Updated at 10:15 p.m. ET
Four more people in the Seattle area have died after contracting COVID-19, health officials say, bringing the total in both Washington state and the U.S. to six. The state now has a total of 18 cases.
Three of the people who died were residents of King County, Wash., which now has 14 confirmed cases of the coronavirus that causes COVID-19. The fourth person had been living in Snohomish County, north of Seattle. That county has a total of four cases.
All six of the deaths occurred at the EvergreenHealth hospital in Kirkland. The deaths that were announced Monday include three women — two in their 80s and one in her 70s. The fourth patient was a man in his 40s, according to the Snohomish County Health District.
King County’s health department had reported Washington state’s first two deaths from the respiratory illness over the weekend. At least three of the people who died had been living at a nursing facility that is now suspected of being the site of America’s first outbreak of the new coronavirus.
Dozens of other people have shown symptoms of COVID-19 at that facility, the Life Care Center of Kirkland. The nursing center northeast of Seattle says anyone with symptoms is being isolated under infection control protocols, but it notes that at this time of year, colds and flu-like symptoms are common.
Dr. Kathy Lofy, state health officer at the Washington State Department of Health, warns that it’s possible new cases will appear in more counties.
“Unfortunately, we are now starting to find more COVID-19 cases in Washington that appear to be acquired locally,” Lofy said. “We now know that the virus is actively spreading in some communities here in Washington.”
Washington’s public health lab now has the capacity to test about 200 potential cases a day, Lofy said, adding that the state agency is working to help more labs get ready to test for COVID-19. A lab at the University of Washington will begin testing for the virus on Tuesday, a move that Lofy said would “add tremendous capacity” for testing.
“A team of CDC officials is on the ground” in King County to help the local effort, according to the county’s health department, Public Health — Seattle & King County.
“At this time, we are not recommending widespread school closures or cancellation of activities at schools,” the agency said. “If there is a positive case at a school, we will be working [to] provide guidance.”
There are currently at least 93 cases of the coronavirus illness in the U.S. — including 48 cases among people repatriated from China and from the Diamond Princess cruise ship — according to the Centers for Disease Control and Prevention.
Late Monday, Georgia reported two cases in the same household. One of the patients had traveled to Italy. Officials in the state said both patients from the Atlanta area had experienced only mild symptoms and were being isolated in their home.
Over the weekend, health officials reported the first confirmed COVID-19 cases in Florida, New York and Rhode Island.
“Florida has 2 presumptive positive #COVID19 cases,” the Florida Department of Health said via Twitter. “One adult resident of Hillsborough County and one adult resident of Manatee County. Both individuals are isolated and being appropriately cared for.”

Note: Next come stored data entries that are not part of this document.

/*
 * writers/markdown.rs
 * Copyright (c) 2025 Clerkly Contributors
 */

//! Markdown writer.
//!
//! Heading level maps to the number of `#` marks and bold runs to `**`.
//! Markdown collapses empty lines, so a blank line is written as a
//! paragraph holding a non-breaking space to keep the vertical gap.
//!
//! Paragraph text is literal content. Inline markup characters are escaped,
//! and so is anything at the start of a line that CommonMark would read as
//! block structure (list markers, headings, quotes, fences). Line breaks
//! inside a paragraph become hard breaks so they never split it.

use std::io::{self, Write};

use crate::block::{Block, Run};
use crate::document::Document;

const EMPTY_PARAGRAPH: &str = "&nbsp;";

pub fn write<W: Write>(doc: &Document, buf: &mut W) -> io::Result<()> {
    for (i, block) in doc.blocks().iter().enumerate() {
        if i > 0 {
            writeln!(buf)?;
        }
        write_block(block, buf)?;
    }
    Ok(())
}

fn write_block<W: Write>(block: &Block, buf: &mut W) -> io::Result<()> {
    match block {
        Block::Heading { text, level, .. } => {
            let marks = "#".repeat(usize::from(*level).clamp(1, 6));
            writeln!(buf, "{} {}", marks, escape_markdown(text))
        }
        Block::Paragraph { runs } => {
            let mut text = String::new();
            for run in runs {
                push_run(run, &mut text);
            }
            writeln!(buf, "{}", escape_block_starts(&text))
        }
        Block::BlankLine => writeln!(buf, "{}", EMPTY_PARAGRAPH),
    }
}

fn push_run(run: &Run, out: &mut String) {
    let text = escape_markdown(&run.text);
    if run.bold && !text.trim().is_empty() {
        out.push_str("**");
        out.push_str(&text);
        out.push_str("**");
    } else {
        out.push_str(&text);
    }
}

/// Keep every line of a paragraph inside that paragraph.
///
/// Leading whitespace is insignificant in a Markdown paragraph and four
/// spaces would open a code block, so it is dropped.
fn escape_block_starts(text: &str) -> String {
    text.lines()
        .map(|line| escape_line_start(line.trim_start()))
        .collect::<Vec<_>>()
        .join("\\\n")
}

fn escape_line_start(line: &str) -> String {
    if line.starts_with(['#', '-', '+', '>', '=', '~', '<']) {
        return format!("\\{}", line);
    }

    // `1.` or `1)` opens an ordered list; escape the delimiter.
    let digits = line.bytes().take_while(u8::is_ascii_digit).count();
    if (1..=9).contains(&digits) && line[digits..].starts_with(['.', ')']) {
        return format!("{}\\{}", &line[..digits], &line[digits..]);
    }

    line.to_string()
}

/// Escape characters that would otherwise be read as inline markup.
fn escape_markdown(s: &str) -> String {
    let mut out = String::with_capacity(s.len());
    for c in s.chars() {
        if matches!(c, '\\' | '*' | '_' | '`' | '[' | ']') {
            out.push('\\');
        }
        out.push(c);
    }
    out
}
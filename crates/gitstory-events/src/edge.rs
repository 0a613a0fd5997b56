use gitstory_core::{Rect, Vec2};
use serde::{Deserialize, Serialize};

/// A cubic bezier curve segment defined by four control points.
#[derive(Debug, Clone, Copy, PartialEq, Serialize, Deserialize)]
pub struct CubicBezier {
    pub start: Vec2,
    pub control1: Vec2,
    pub control2: Vec2,
    pub end: Vec2,
}

impl CubicBezier {
    /// Sample the curve at parameter t [0, 1]
    pub fn sample(&self, t: f32) -> Vec2 {
        let t2 = t * t;
        let t3 = t2 * t;
        let mt = 1.0 - t;
        let mt2 = mt * mt;
        let mt3 = mt2 * mt;

        let x = self.start.x * mt3
            + 3.0 * self.control1.x * mt2 * t
            + 3.0 * self.control2.x * mt * t2
            + self.end.x * t3;
        let y = self.start.y * mt3
            + 3.0 * self.control1.y * mt2 * t
            + 3.0 * self.control2.y * mt * t2
            + self.end.y * t3;

        Vec2::new(x, y)
    }

    /// Bounding box of `samples + 1` evenly spaced points on the curve.
    pub fn sampled_bounds(&self, samples: usize) -> Rect {
        let samples = samples.max(2);
        let mut bounds = Rect::spanning(self.start, self.end);
        for i in 1..samples {
            let p = self.sample(i as f32 / samples as f32);
            bounds = bounds.union(&Rect::spanning(p, p));
        }
        bounds
    }
}

/// Shape of one drawn arrow. Always points from child to parent.
#[derive(Debug, Clone, Copy, PartialEq, Serialize, Deserialize)]
#[serde(tag = "kind", rename_all = "snake_case")]
pub enum EdgeGeometry {
    Straight { start: Vec2, end: Vec2 },
    Curved { curve: CubicBezier, arc_angle: f32 },
}

impl EdgeGeometry {
    pub fn is_curved(&self) -> bool {
        matches!(self, EdgeGeometry::Curved { .. })
    }

    pub fn bounds(&self) -> Rect {
        match self {
            EdgeGeometry::Straight { start, end } => Rect::spanning(*start, *end),
            EdgeGeometry::Curved { curve, .. } => curve.sampled_bounds(24),
        }
    }
}

#[cfg(test)]
mod tests {
    use super::*;

    #[test]
    fn test_sample_hits_endpoints() {
        let curve = CubicBezier {
            start: Vec2::new(0.0, 0.0),
            control1: Vec2::new(1.0, -2.0),
            control2: Vec2::new(2.0, -2.0),
            end: Vec2::new(3.0, 0.0),
        };
        assert_eq!(curve.sample(0.0), curve.start);
        assert_eq!(curve.sample(1.0), curve.end);
    }

    #[test]
    fn test_curved_bounds_include_bulge() {
        let curve = CubicBezier {
            start: Vec2::new(0.0, 0.0),
            control1: Vec2::new(1.0, -2.0),
            control2: Vec2::new(2.0, -2.0),
            end: Vec2::new(3.0, 0.0),
        };
        let bounds = EdgeGeometry::Curved {
            curve,
            arc_angle: 0.8,
        }
        .bounds();
        assert!(bounds.min.y < -1.0);
        assert_eq!(bounds.max.y, 0.0);
    }
}
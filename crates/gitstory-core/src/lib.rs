use serde::{Deserialize, Serialize};
use std::fmt;

pub mod config;
pub mod geometry;

pub use config::{
    CameraConfig, ConfigError, EdgeConfig, LabelConfig, LayoutConfig, StoryConfig,
};
pub use geometry::{Rect, Vec2};

/// Full object hash of a commit.
#[derive(Debug, Clone, PartialEq, Eq, PartialOrd, Ord, Hash, Serialize, Deserialize)]
pub struct CommitId(pub String);

impl CommitId {
    pub fn new(hash: impl Into<String>) -> Self {
        Self(hash.into())
    }

    pub fn as_str(&self) -> &str {
        &self.0
    }

    /// Display prefix of the hash, never longer than the hash itself.
    pub fn short(&self, len: usize) -> &str {
        match self.0.char_indices().nth(len) {
            Some((idx, _)) => &self.0[..idx],
            None => &self.0,
        }
    }
}

impl fmt::Display for CommitId {
    fn fmt(&self, f: &mut fmt::Formatter<'_>) -> fmt::Result {
        write!(f, "{}", self.0)
    }
}

impl From<&str> for CommitId {
    fn from(value: &str) -> Self {
        Self(value.to_string())
    }
}

impl From<String> for CommitId {
    fn from(value: String) -> Self {
        Self(value)
    }
}

/// A commit as materialized by a history provider. Immutable once loaded.
#[derive(Debug, Clone, PartialEq, Eq, Serialize, Deserialize)]
pub struct CommitNode {
    pub id: CommitId,
    pub parents: Vec<CommitId>,
    pub message: String,
    /// Commit time in seconds since the epoch.
    pub timestamp: i64,
}

impl CommitNode {
    pub fn is_merge(&self) -> bool {
        self.parents.len() > 1
    }
}

/// Order in which the commit graph is replayed.
#[derive(Debug, Clone, Copy, PartialEq, Eq, Hash, Serialize, Deserialize, Default)]
#[serde(rename_all = "snake_case")]
pub enum TraversalDirection {
    /// Oldest commit first, walking child links.
    #[default]
    Forward,
    /// Start reference first, walking parent links.
    Backward,
}

#[derive(Debug, Clone, PartialEq, Eq, Hash, Serialize, Deserialize)]
pub enum RefLabel {
    Head,
    Branch(String),
    Tag(String),
}

impl RefLabel {
    pub fn text(&self) -> &str {
        match self {
            RefLabel::Head => "HEAD",
            RefLabel::Branch(name) | RefLabel::Tag(name) => name,
        }
    }
}

/// A named pointer to a commit.
#[derive(Debug, Clone, PartialEq, Eq, Serialize, Deserialize)]
pub struct RefTarget {
    pub name: String,
    pub target: CommitId,
}

impl RefTarget {
    pub fn new(name: impl Into<String>, target: impl Into<CommitId>) -> Self {
        Self {
            name: name.into(),
            target: target.into(),
        }
    }
}

/// HEAD plus every branch and tag, in the order the provider reported them.
#[derive(Debug, Clone, Default, PartialEq, Eq, Serialize, Deserialize)]
pub struct RefSnapshot {
    pub head: Option<CommitId>,
    pub branches: Vec<RefTarget>,
    pub tags: Vec<RefTarget>,
}

impl RefSnapshot {
    pub fn is_head(&self, id: &CommitId) -> bool {
        self.head.as_ref() == Some(id)
    }

    pub fn branches_at<'a>(&'a self, id: &'a CommitId) -> impl Iterator<Item = &'a str> + 'a {
        self.branches
            .iter()
            .filter(move |r| &r.target == id)
            .map(|r| r.name.as_str())
    }

    pub fn tags_at<'a>(&'a self, id: &'a CommitId) -> impl Iterator<Item = &'a str> + 'a {
        self.tags
            .iter()
            .filter(move |r| &r.target == id)
            .map(|r| r.name.as_str())
    }
}

#[cfg(test)]
mod tests {
    use super::*;

    #[test]
    fn test_short_id_truncates() {
        let id = CommitId::new("0123456789abcdef");
        assert_eq!(id.short(6), "012345");
        assert_eq!(CommitId::new("abc").short(6), "abc");
    }

    #[test]
    fn test_ref_snapshot_preserves_provider_order() {
        let snapshot = RefSnapshot {
            head: Some(CommitId::new("c1")),
            branches: vec![
                RefTarget::new("main", "c1"),
                RefTarget::new("dev", "c2"),
                RefTarget::new("feature", "c1"),
            ],
            tags: vec![RefTarget::new("v1.0", "c1")],
        };
        let id = CommitId::new("c1");
        assert!(snapshot.is_head(&id));
        assert_eq!(
            snapshot.branches_at(&id).collect::<Vec<_>>(),
            vec!["main", "feature"]
        );
        assert_eq!(snapshot.tags_at(&id).collect::<Vec<_>>(), vec!["v1.0"]);
    }

    #[test]
    fn test_direction_serde_names() {
        let json = serde_json::to_string(&TraversalDirection::Backward).unwrap();
        assert_eq!(json, "\"backward\"");
    }
}
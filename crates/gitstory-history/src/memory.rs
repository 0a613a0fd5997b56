use crate::{HistoryError, HistoryProvider};
use gitstory_core::{CommitId, CommitNode, RefSnapshot, RefTarget};
use std::collections::{HashMap, HashSet};

/// History held entirely in memory. Commits must be added oldest first; a
/// commit's insertion index doubles as its timestamp.
#[derive(Debug, Clone, Default)]
pub struct InMemoryHistory {
    commits: Vec<CommitNode>,
    index: HashMap<CommitId, usize>,
    refs: RefSnapshot,
}

impl InMemoryHistory {
    pub fn new() -> Self {
        Self::default()
    }

    pub fn commit(mut self, id: &str, parents: &[&str], message: &str) -> Self {
        let node = CommitNode {
            id: CommitId::new(id),
            parents: parents.iter().map(|p| CommitId::new(*p)).collect(),
            message: message.to_string(),
            timestamp: self.commits.len() as i64,
        };
        self.index.insert(node.id.clone(), self.commits.len());
        self.commits.push(node);
        self
    }

    /// Append a linear chain `prefix0 <- prefix1 <- ...` of `count` commits.
    pub fn linear(mut self, prefix: &str, count: usize) -> Self {
        for i in 0..count {
            let id = format!("{prefix}{i}");
            let parent = (i > 0).then(|| format!("{prefix}{}", i - 1));
            let parents: Vec<&str> = parent.as_deref().into_iter().collect();
            self = self.commit(&id, &parents, &format!("commit {i}"));
        }
        self
    }

    pub fn with_head(mut self, id: &str) -> Self {
        self.refs.head = Some(CommitId::new(id));
        self
    }

    pub fn with_branch(mut self, name: &str, id: &str) -> Self {
        self.refs.branches.push(RefTarget::new(name, id));
        self
    }

    pub fn with_tag(mut self, name: &str, id: &str) -> Self {
        self.refs.tags.push(RefTarget::new(name, id));
        self
    }

    fn resolve(&self, start: &str) -> Option<&CommitId> {
        if start == "HEAD" {
            return self.refs.head.as_ref();
        }
        if let Some(&idx) = self.index.get(&CommitId::new(start)) {
            return Some(&self.commits[idx].id);
        }
        self.refs
            .branches
            .iter()
            .chain(self.refs.tags.iter())
            .find(|r| r.name == start)
            .map(|r| &r.target)
    }
}

impl HistoryProvider for InMemoryHistory {
    fn commits(&self, start: &str, limit: usize) -> Result<Vec<CommitNode>, HistoryError> {
        if self.commits.is_empty() {
            return Err(HistoryError::EmptyHistory {
                reference: start.to_string(),
            });
        }
        let tip = self
            .resolve(start)
            .filter(|id| self.index.contains_key(*id))
            .ok_or_else(|| HistoryError::MalformedReference {
                reference: start.to_string(),
            })?;

        let mut reachable = HashSet::new();
        let mut stack = vec![tip.clone()];
        while let Some(id) = stack.pop() {
            let Some(&idx) = self.index.get(&id) else {
                continue;
            };
            if reachable.insert(idx) {
                stack.extend(self.commits[idx].parents.iter().cloned());
            }
        }

        let mut order: Vec<usize> = reachable.into_iter().collect();
        order.sort_unstable_by(|a, b| b.cmp(a));
        Ok(order
            .into_iter()
            .take(limit)
            .map(|idx| self.commits[idx].clone())
            .collect())
    }

    fn refs(&self) -> Result<RefSnapshot, HistoryError> {
        Ok(self.refs.clone())
    }
}
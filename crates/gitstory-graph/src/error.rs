use gitstory_core::ConfigError;
use gitstory_history::HistoryError;
use thiserror::Error;

#[derive(Debug, Error)]
pub enum StoryError {
    #[error("invalid configuration: {0}")]
    Config(#[from] ConfigError),
    #[error(transparent)]
    History(#[from] HistoryError),
}

impl StoryError {
    /// Process exit status for this failure.
    pub fn exit_code(&self) -> i32 {
        match self {
            StoryError::Config(_) => 1,
            StoryError::History(err) => err.exit_code(),
        }
    }
}

#[cfg(test)]
mod tests {
    use super::*;

    #[test]
    fn test_history_errors_keep_their_exit_code() {
        let err: StoryError = HistoryError::MalformedReference {
            reference: "nope".into(),
        }
        .into();
        assert_eq!(err.exit_code(), 4);
        assert_eq!(StoryError::from(ConfigError::ZeroCommits).exit_code(), 1);
    }
}
use crate::{TraversalDirection, Vec2};
use serde::{Deserialize, Serialize};
use thiserror::Error;

#[derive(Error, Debug, Clone, PartialEq)]
pub enum ConfigError {
    #[error("commit count must be at least 1")]
    ZeroCommits,
    #[error("{field} must be a positive number, got {value}")]
    NonPositive { field: &'static str, value: f32 },
    #[error("{field} must be at least 1")]
    ZeroWidth { field: &'static str },
}

/// Everything the engine accepts. Every field has a default so partial JSON
/// files load cleanly.
#[derive(Debug, Clone, PartialEq, Serialize, Deserialize)]
#[serde(default)]
pub struct StoryConfig {
    /// Revision the history walk starts from.
    pub start_ref: String,
    /// Number of commits to show.
    pub commits: usize,
    pub direction: TraversalDirection,
    pub invert_branches: bool,
    pub hide_merged_chains: bool,
    pub max_branches_per_commit: usize,
    pub max_tags_per_commit: usize,
    pub show_intro: bool,
    pub show_outro: bool,
    pub title: String,
    pub outro_top_text: String,
    pub outro_bottom_text: String,
    pub layout: LayoutConfig,
    pub edges: EdgeConfig,
    pub labels: LabelConfig,
    pub camera: CameraConfig,
}

impl Default for StoryConfig {
    fn default() -> Self {
        Self {
            start_ref: "HEAD".to_string(),
            commits: 8,
            direction: TraversalDirection::Forward,
            invert_branches: false,
            hide_merged_chains: false,
            max_branches_per_commit: 1,
            max_tags_per_commit: 1,
            show_intro: false,
            show_outro: false,
            title: "Git Story".to_string(),
            outro_top_text: "Thanks for watching!".to_string(),
            outro_bottom_text: "Made with git-story".to_string(),
            layout: LayoutConfig::default(),
            edges: EdgeConfig::default(),
            labels: LabelConfig::default(),
            camera: CameraConfig::default(),
        }
    }
}

impl StoryConfig {
    pub fn validate(&self) -> Result<(), ConfigError> {
        if self.commits == 0 {
            return Err(ConfigError::ZeroCommits);
        }

        positive("layout.horizontal_spacing", self.layout.horizontal_spacing)?;
        positive("layout.vertical_spacing", self.layout.vertical_spacing)?;
        positive("layout.node_radius", self.layout.node_radius)?;
        positive("edges.thickness", self.edges.thickness)?;
        positive("labels.char_width", self.labels.char_width)?;
        positive("labels.text_height", self.labels.text_height)?;
        positive("labels.ref_height", self.labels.ref_height)?;
        positive("camera.frame_width", self.camera.frame_width)?;
        positive("camera.frame_height", self.camera.frame_height)?;
        positive("camera.collision_zoom", self.camera.collision_zoom)?;
        positive("camera.width_margin", self.camera.width_margin)?;
        positive("camera.height_margin", self.camera.height_margin)?;

        if self.labels.message_line_width == 0 {
            return Err(ConfigError::ZeroWidth {
                field: "labels.message_line_width",
            });
        }
        Ok(())
    }
}

fn positive(field: &'static str, value: f32) -> Result<(), ConfigError> {
    if value > 0.0 && value.is_finite() {
        Ok(())
    } else {
        Err(ConfigError::NonPositive { field, value })
    }
}

#[derive(Debug, Clone, PartialEq, Serialize, Deserialize)]
#[serde(default)]
pub struct LayoutConfig {
    pub origin: Vec2,
    /// Center-to-center distance between a node and the one placed after it.
    pub horizontal_spacing: f32,
    /// Distance a colliding proposal is pushed down per probe.
    pub vertical_spacing: f32,
    pub node_radius: f32,
}

impl Default for LayoutConfig {
    fn default() -> Self {
        Self {
            origin: Vec2::ZERO,
            horizontal_spacing: 2.5,
            vertical_spacing: 4.5,
            node_radius: 0.5,
        }
    }
}

#[derive(Debug, Clone, PartialEq, Serialize, Deserialize)]
#[serde(default)]
pub struct EdgeConfig {
    /// Total length trimmed from a horizontal arrow.
    pub horizontal_clearance: f32,
    /// Total length trimmed from any other arrow.
    pub diagonal_clearance: f32,
    /// Width of the probe rectangle laid along the arrow.
    pub thickness: f32,
    /// Arc angle of a curved edge, radians.
    pub curve_angle: f32,
    pub horizontal_lift: f32,
    pub mirrored_lift: f32,
}

impl Default for EdgeConfig {
    fn default() -> Self {
        Self {
            horizontal_clearance: 1.5,
            diagonal_clearance: 3.0,
            thickness: 0.1,
            curve_angle: std::f32::consts::FRAC_PI_2,
            horizontal_lift: 1.25,
            mirrored_lift: 1.0,
        }
    }
}

#[derive(Debug, Clone, PartialEq, Serialize, Deserialize)]
#[serde(default)]
pub struct LabelConfig {
    pub short_id_len: usize,
    /// Approximate advance of one monospace glyph.
    pub char_width: f32,
    pub text_height: f32,
    pub ref_height: f32,
    pub ref_padding: f32,
    pub head_width: f32,
    pub label_gap: f32,
    /// Characters of the message kept before wrapping.
    pub message_chars: usize,
    pub message_line_width: usize,
    pub message_max_chars: usize,
}

impl Default for LabelConfig {
    fn default() -> Self {
        Self {
            short_id_len: 6,
            char_width: 0.2,
            text_height: 0.3,
            ref_height: 0.4,
            ref_padding: 0.25,
            head_width: 1.0,
            label_gap: 0.25,
            message_chars: 40,
            message_line_width: 20,
            message_max_chars: 100,
        }
    }
}

#[derive(Debug, Clone, PartialEq, Serialize, Deserialize)]
#[serde(default)]
pub struct CameraConfig {
    pub frame_width: f32,
    pub frame_height: f32,
    /// Scale applied to the frame on the first layout collision.
    pub collision_zoom: f32,
    pub width_margin: f32,
    pub height_margin: f32,
}

impl Default for CameraConfig {
    fn default() -> Self {
        Self {
            frame_width: 14.222,
            frame_height: 8.0,
            collision_zoom: 1.5,
            width_margin: 1.1,
            height_margin: 1.25,
        }
    }
}

#[cfg(test)]
mod tests {
    use super::*;

    #[test]
    fn test_default_config_is_valid() {
        assert_eq!(StoryConfig::default().validate(), Ok(()));
    }

    #[test]
    fn test_partial_json_falls_back_to_defaults() {
        let config: StoryConfig =
            serde_json::from_str(r#"{"commits": 3, "layout": {"vertical_spacing": 6.0}}"#)
                .unwrap();
        assert_eq!(config.commits, 3);
        assert_eq!(config.layout.vertical_spacing, 6.0);
        assert_eq!(config.layout.horizontal_spacing, 2.5);
        assert_eq!(config.start_ref, "HEAD");
    }

    #[test]
    fn test_validate_rejects_bad_values() {
        let mut config = StoryConfig {
            commits: 0,
            ..Default::default()
        };
        assert_eq!(config.validate(), Err(ConfigError::ZeroCommits));

        config.commits = 4;
        config.layout.horizontal_spacing = 0.0;
        assert!(matches!(
            config.validate(),
            Err(ConfigError::NonPositive {
                field: "layout.horizontal_spacing",
                ..
            })
        ));
    }
}
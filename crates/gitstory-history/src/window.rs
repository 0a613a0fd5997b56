use crate::{HistoryError, HistoryProvider};
use gitstory_core::{CommitId, CommitNode, StoryConfig, TraversalDirection};
use std::collections::{HashMap, HashSet};

#[derive(Debug, Clone, PartialEq, Eq)]
pub struct WindowOptions {
    pub start_ref: String,
    pub requested: usize,
    pub direction: TraversalDirection,
    pub invert_branches: bool,
}

impl WindowOptions {
    pub fn from_config(config: &StoryConfig) -> Self {
        Self {
            start_ref: config.start_ref.clone(),
            requested: config.commits,
            direction: config.direction,
            invert_branches: config.invert_branches,
        }
    }
}

/// Parent id to child ids, derived from the parent pointers of a window.
#[derive(Debug, Clone, Default, PartialEq, Eq)]
pub struct ChildAdjacency {
    children: HashMap<CommitId, Vec<CommitId>>,
}

impl ChildAdjacency {
    /// Children end up in the order their commits are yielded, so pass
    /// commits oldest first to get chronological child lists.
    pub fn build<'a>(commits: impl IntoIterator<Item = &'a CommitNode>) -> Self {
        let mut children: HashMap<CommitId, Vec<CommitId>> = HashMap::new();
        for commit in commits {
            for parent in &commit.parents {
                children
                    .entry(parent.clone())
                    .or_default()
                    .push(commit.id.clone());
            }
        }
        Self { children }
    }

    /// Children of `id`; a commit nobody descends from is a leaf, not an error.
    pub fn children(&self, id: &CommitId) -> &[CommitId] {
        self.children.get(id).map(Vec::as_slice).unwrap_or(&[])
    }

    pub fn first_child(&self, id: &CommitId) -> Option<&CommitId> {
        self.children(id).first()
    }

    /// Reverse every list with more than one child.
    pub fn invert_branches(&mut self) {
        for kids in self.children.values_mut() {
            if kids.len() > 1 {
                kids.reverse();
            }
        }
    }

    /// Hops taken by repeatedly following the first child from `root`.
    pub fn chain_length(&self, root: &CommitId) -> usize {
        let mut seen = HashSet::from([root]);
        let mut current = root;
        let mut length = 0;
        while let Some(next) = self.first_child(current) {
            if !seen.insert(next) {
                break;
            }
            length += 1;
            current = next;
        }
        length
    }
}

/// The bounded slice of history a story is told from.
#[derive(Debug, Clone)]
pub struct HistoryWindow {
    commits: Vec<CommitNode>,
    index: HashMap<CommitId, usize>,
    children: ChildAdjacency,
    visible: usize,
    direction: TraversalDirection,
}

impl HistoryWindow {
    pub fn build<P>(provider: &P, options: &WindowOptions) -> Result<Self, HistoryError>
    where
        P: HistoryProvider + ?Sized,
    {
        let requested = options.requested.max(1);
        let mut commits = provider.commits(&options.start_ref, requested)?;
        if commits.is_empty() {
            return Err(HistoryError::EmptyHistory {
                reference: options.start_ref.clone(),
            });
        }
        let visible = requested.min(commits.len());

        let children = match options.direction {
            TraversalDirection::Backward => ChildAdjacency::build(commits.iter().rev()),
            TraversalDirection::Forward => {
                commits.reverse();
                let mut children = ChildAdjacency::build(&commits);

                let mut extra = 1;
                while children.chain_length(&commits[0].id) + 1 < visible {
                    let mut widened = provider.commits(&options.start_ref, requested + extra)?;
                    if widened.len() <= commits.len() {
                        tracing::warn!(
                            "history exhausted at {} commits before a chain of {} was found",
                            commits.len(),
                            visible
                        );
                        break;
                    }
                    widened.reverse();
                    children = ChildAdjacency::build(&widened);
                    commits = widened;
                    extra += 1;
                }

                if options.invert_branches {
                    children.invert_branches();
                }
                children
            }
        };

        let index = commits
            .iter()
            .enumerate()
            .map(|(i, commit)| (commit.id.clone(), i))
            .collect();

        tracing::info!(
            "history window: {} commits loaded, {} visible",
            commits.len(),
            visible
        );

        Ok(Self {
            commits,
            index,
            children,
            visible,
            direction: options.direction,
        })
    }

    /// Where traversal begins: the oldest commit going forward, the start
    /// reference going backward.
    pub fn root(&self) -> &CommitNode {
        &self.commits[0]
    }

    pub fn get(&self, id: &CommitId) -> Option<&CommitNode> {
        self.index.get(id).map(|&idx| &self.commits[idx])
    }

    pub fn children(&self, id: &CommitId) -> &[CommitId] {
        self.children.children(id)
    }

    pub fn adjacency(&self) -> &ChildAdjacency {
        &self.children
    }

    /// Maximum traversal depth: the requested count clamped to the history length.
    pub fn visible(&self) -> usize {
        self.visible
    }

    pub fn direction(&self) -> TraversalDirection {
        self.direction
    }

    pub fn len(&self) -> usize {
        self.commits.len()
    }

    pub fn is_empty(&self) -> bool {
        self.commits.is_empty()
    }
}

The New York case involves a woman in her 30s who had recently traveled to Iran and is now isolated in her home. While she has symptoms of COVID-19, she is not in serious condition and “has been in a controlled situation since arriving to New York,” Gov. Andrew Cuomo said in a statement.
In the Rhode Island case, the patient “is in their 40s and had traveled to Italy in mid-February,” the Rhode Island Department of Health said. It added that the CDC is working to trace people who were on the patient’s return flight to the United States.
The coronavirus illness is likely to continue to spread in the U.S., health officials say. In a sign of that, cases of “community spread” — among people with no history of travel to affected areas and no contact with people known to be infected — have now been reported in California, Washington state and Oregon.
Health officials expect more coronavirus cases to be reported in the U.S. as more labs across the country add the ability to test for the coronavirus that causes COVID-19.
The health departments in New York and Rhode Island had only recently gained the ability to test for the virus; for weeks, the CDC was the only U.S. agency capable of carrying out such tests. As more labs test for the virus, their results are being reported as presumptive, with the federal agency still relied on for a final confirmation.
To prevent the virus from spreading, experts recommend the same measures that limit any virus, from washing hands with soap and water for at least 20 seconds to coughing in elbows and avoiding handshakes. The CDC says it “does not recommend that people who are well wear a facemask to protect themselves from respiratory diseases, including COVID-19.”
COVID-19’s most common symptoms include fever, shortness of breath and a dry cough, the World Health Organization says. And in most cases, people don’t develop a serious illness.
“Most patients (80%) experienced mild illness,” the World Health Organization said in a recent update on the coronavirus. “Approximately 14% experienced severe disease and 5% were critically ill.”
There are currently about 90,000 confirmed cases of the novel coronavirus in the world. Of that number, slightly more than half — nearly 45,400 people — have recovered from the virus. But more than 3,000 people have died.